Dataset records
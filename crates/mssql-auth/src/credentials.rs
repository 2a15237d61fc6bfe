//! Credential types for authentication.

use std::borrow::Cow;

/// Credentials for SQL Server authentication.
///
/// This enum represents the various authentication methods supported.
/// Credentials are designed to minimize copying of sensitive data.
#[derive(Clone)]
pub enum Credentials {
    /// SQL Server authentication with username and password.
    SqlServer {
        /// Username.
        username: Cow<'static, str>,
        /// Password.
        password: Cow<'static, str>,
    },

    /// Azure Active Directory / Entra ID access token.
    AzureAccessToken {
        /// The access token string.
        token: Cow<'static, str>,
    },

    /// Azure Managed Identity (for VMs and containers).
    #[cfg(feature = "azure-identity")]
    AzureManagedIdentity {
        /// Optional client ID for user-assigned identity.
        client_id: Option<Cow<'static, str>>,
    },

    /// Azure Service Principal.
    #[cfg(feature = "azure-identity")]
    AzureServicePrincipal {
        /// Tenant ID.
        tenant_id: Cow<'static, str>,
        /// Client ID.
        client_id: Cow<'static, str>,
        /// Client secret.
        client_secret: Cow<'static, str>,
    },

    /// Integrated Windows Authentication (Kerberos/NTLM).
    #[cfg(feature = "integrated-auth")]
    Integrated,

    /// Client certificate authentication.
    #[cfg(feature = "cert-auth")]
    Certificate {
        /// Path to certificate file.
        cert_path: Cow<'static, str>,
        /// Optional password for encrypted certificates.
        password: Option<Cow<'static, str>>,
    },
}

impl Credentials {
    /// Create SQL Server credentials.
    pub fn sql_server(
        username: impl Into<Cow<'static, str>>,
        password: impl Into<Cow<'static, str>>,
    ) -> Self {
        Self::SqlServer {
            username: username.into(),
            password: password.into(),
        }
    }

    /// Create Azure access token credentials.
    pub fn azure_token(token: impl Into<Cow<'static, str>>) -> Self {
        Self::AzureAccessToken {
            token: token.into(),
        }
    }

    /// Check if these credentials use SQL authentication.
    #[must_use]
    pub fn is_sql_auth(&self) -> bool {
        matches!(self, Self::SqlServer { .. })
    }

    /// Check if these credentials use Azure AD.
    #[must_use]
    pub fn is_azure_ad(&self) -> bool {
        #[allow(clippy::match_like_matches_macro)]
        match self {
            Self::AzureAccessToken { .. } => true,
            #[cfg(feature = "azure-identity")]
            Self::AzureManagedIdentity { .. } | Self::AzureServicePrincipal { .. } => true,
            _ => false,
        }
    }

    /// Get the authentication method name.
    #[must_use]
    pub fn method_name(&self) -> &'static str {
        match self {
            Self::SqlServer { .. } => "SQL Server Authentication",
            Self::AzureAccessToken { .. } => "Azure AD Access Token",
            #[cfg(feature = "azure-identity")]
            Self::AzureManagedIdentity { .. } => "Azure Managed Identity",
            #[cfg(feature = "azure-identity")]
            Self::AzureServicePrincipal { .. } => "Azure Service Principal",
            #[cfg(feature = "integrated-auth")]
            Self::Integrated => "Integrated Authentication",
            #[cfg(feature = "cert-auth")]
            Self::Certificate { .. } => "Certificate Authentication",
        }
    }
}

impl std::fmt::Debug for Credentials {
    fn fmt(&self, f: &mut std::fmt::Formatter<'_>) -> std::fmt::Result {
        // Never expose sensitive data in debug output
        match self {
            Self::SqlServer { username, .. } => f
                .debug_struct("SqlServer")
                .field("username", username)
                .field("password", &"[REDACTED]")
                .finish(),
            Self::AzureAccessToken { .. } => f
                .debug_struct("AzureAccessToken")
                .field("token", &"[REDACTED]")
                .finish(),
            #[cfg(feature = "azure-identity")]
            Self::AzureManagedIdentity { client_id } => f
                .debug_struct("AzureManagedIdentity")
                .field("client_id", client_id)
                .finish(),
            #[cfg(feature = "azure-identity")]
            Self::AzureServicePrincipal {
                tenant_id,
                client_id,
                ..
            } => f
                .debug_struct("AzureServicePrincipal")
                .field("tenant_id", tenant_id)
                .field("client_id", client_id)
                .field("client_secret", &"[REDACTED]")
                .finish(),
            #[cfg(feature = "integrated-auth")]
            Self::Integrated => f.debug_struct("Integrated").finish(),
            #[cfg(feature = "cert-auth")]
            Self::Certificate { cert_path, .. } => f
                .debug_struct("Certificate")
                .field("cert_path", cert_path)
                .field("password", &"[REDACTED]")
                .finish(),
        }
    }
}

/// An owned string that is wiped from memory when dropped.
///
/// `Credentials` stores passwords as `Cow<'static, str>`, which is fine for
/// `'static` string literals but leaves heap-allocated secrets in freed
/// memory after drop. `SecretString` is for callers who build credentials
/// from runtime input (env vars, secret managers) and want that memory
/// scrubbed.
#[cfg(feature = "zeroize")]
#[derive(Clone, zeroize::Zeroize, zeroize::ZeroizeOnDrop)]
pub struct SecretString(String);

#[cfg(feature = "zeroize")]
impl SecretString {
    /// Wrap a string as a secret.
    #[must_use]
    pub fn new(value: impl Into<String>) -> Self {
        Self(value.into())
    }

    /// Borrow the secret's contents.
    #[must_use]
    pub fn expose_secret(&self) -> &str {
        &self.0
    }
}

#[cfg(feature = "zeroize")]
impl std::fmt::Debug for SecretString {
    fn fmt(&self, f: &mut std::fmt::Formatter<'_>) -> std::fmt::Result {
        f.debug_tuple("SecretString").field(&"[REDACTED]").finish()
    }
}

#[cfg(feature = "zeroize")]
impl From<String> for SecretString {
    fn from(value: String) -> Self {
        Self::new(value)
    }
}

/// SQL Server authentication credentials whose secret material is zeroized on drop.
///
/// Where [`Credentials::SqlServer`] holds its password as `Cow<'static, str>`
/// (cheap for literals, but never scrubbed), `SecureCredentials` always owns
/// its password as a [`SecretString`] so it is wiped when the value is dropped.
#[cfg(feature = "zeroize")]
#[derive(Clone, Debug)]
pub struct SecureCredentials {
    /// Username.
    pub username: String,
    /// Password, zeroized on drop.
    pub password: SecretString,
}

#[cfg(feature = "zeroize")]
impl SecureCredentials {
    /// Build secure SQL Server credentials.
    pub fn new(username: impl Into<String>, password: impl Into<SecretString>) -> Self {
        Self {
            username: username.into(),
            password: password.into(),
        }
    }
}

#[cfg(feature = "zeroize")]
impl From<SecureCredentials> for Credentials {
    fn from(creds: SecureCredentials) -> Self {
        Credentials::sql_server(creds.username, creds.password.expose_secret().to_string())
    }
}
//! # tds-protocol
//!
//! Pure implementation of the MS-TDS (Tabular Data Stream) protocol used by
//! Microsoft SQL Server.
//!
//! This crate provides `no_std` compatible packet structures, token parsing,
//! and serialization for TDS protocol versions 7.4 through 8.0.
//!
//! ## Features
//!
//! - `std` (default): Enable standard library support
//! - `alloc`: Enable allocation without full std (requires `alloc` crate)
//!
//! ## Design Philosophy
//!
//! This crate is intentionally IO-agnostic. It contains no networking logic and
//! makes no assumptions about the async runtime. Higher-level crates build upon
//! this foundation to provide async I/O capabilities.
//!
//! ## Example
//!
//! ```rust,ignore
//! use tds_protocol::{PacketHeader, PacketType, PacketStatus};
//!
//! let header = PacketHeader {
//!     packet_type: PacketType::SqlBatch,
//!     status: PacketStatus::END_OF_MESSAGE,
//!     length: 100,
//!     spid: 0,
//!     packet_id: 1,
//!     window: 0,
//! };
//! ```

#![cfg_attr(not(feature = "std"), no_std)]
#![warn(missing_docs)]
#![deny(unsafe_code)]

#[cfg(feature = "alloc")]
extern crate alloc;

pub mod codec;
pub mod collation;
pub mod crypto;
pub mod error;
pub mod login7;
pub mod packet;
pub mod prelogin;
pub(crate) mod prelude;
pub mod rpc;
pub mod sql_batch;
pub mod token;
pub mod tvp;
pub mod types;
pub mod version;

pub use error::ProtocolError;
pub use packet::{PacketHeader, PacketStatus, PacketType, DEFAULT_PACKET_SIZE, MAX_PACKET_SIZE, PACKET_HEADER_SIZE};
pub use prelogin::{EncryptionLevel, PreLogin, PreLoginOption};
pub use token::{
    ColMetaData, ColumnData, Collation, Done, DoneInProc, DoneProc, DoneStatus, EnvChange,
    EnvChangeType, EnvChangeValue, FeatureExtAck, FedAuthInfo, LoginAck, NbcRow, Order, RawRow,
    ReturnValue, ServerError, ServerInfo, SessionState, SspiToken, Token, TokenParser, TokenType,
    TypeInfo,
};
pub use types::{ColumnFlags, TypeId, Updateable};
pub use version::TdsVersion;
pub use login7::{FeatureExtension, FeatureId, Login7, OptionFlags1, OptionFlags2, OptionFlags3, TypeFlags};
pub use rpc::{ParamFlags, ProcId, RpcOptionFlags, RpcParam, RpcRequest, TypeInfo as RpcTypeInfo};
pub use sql_batch::{encode_sql_batch, encode_sql_batch_with_transaction, SqlBatch};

**Work task**: Determine how many lines of the data above contain the string "PacketHeader", and give the result with nothing else.

**Result**: 3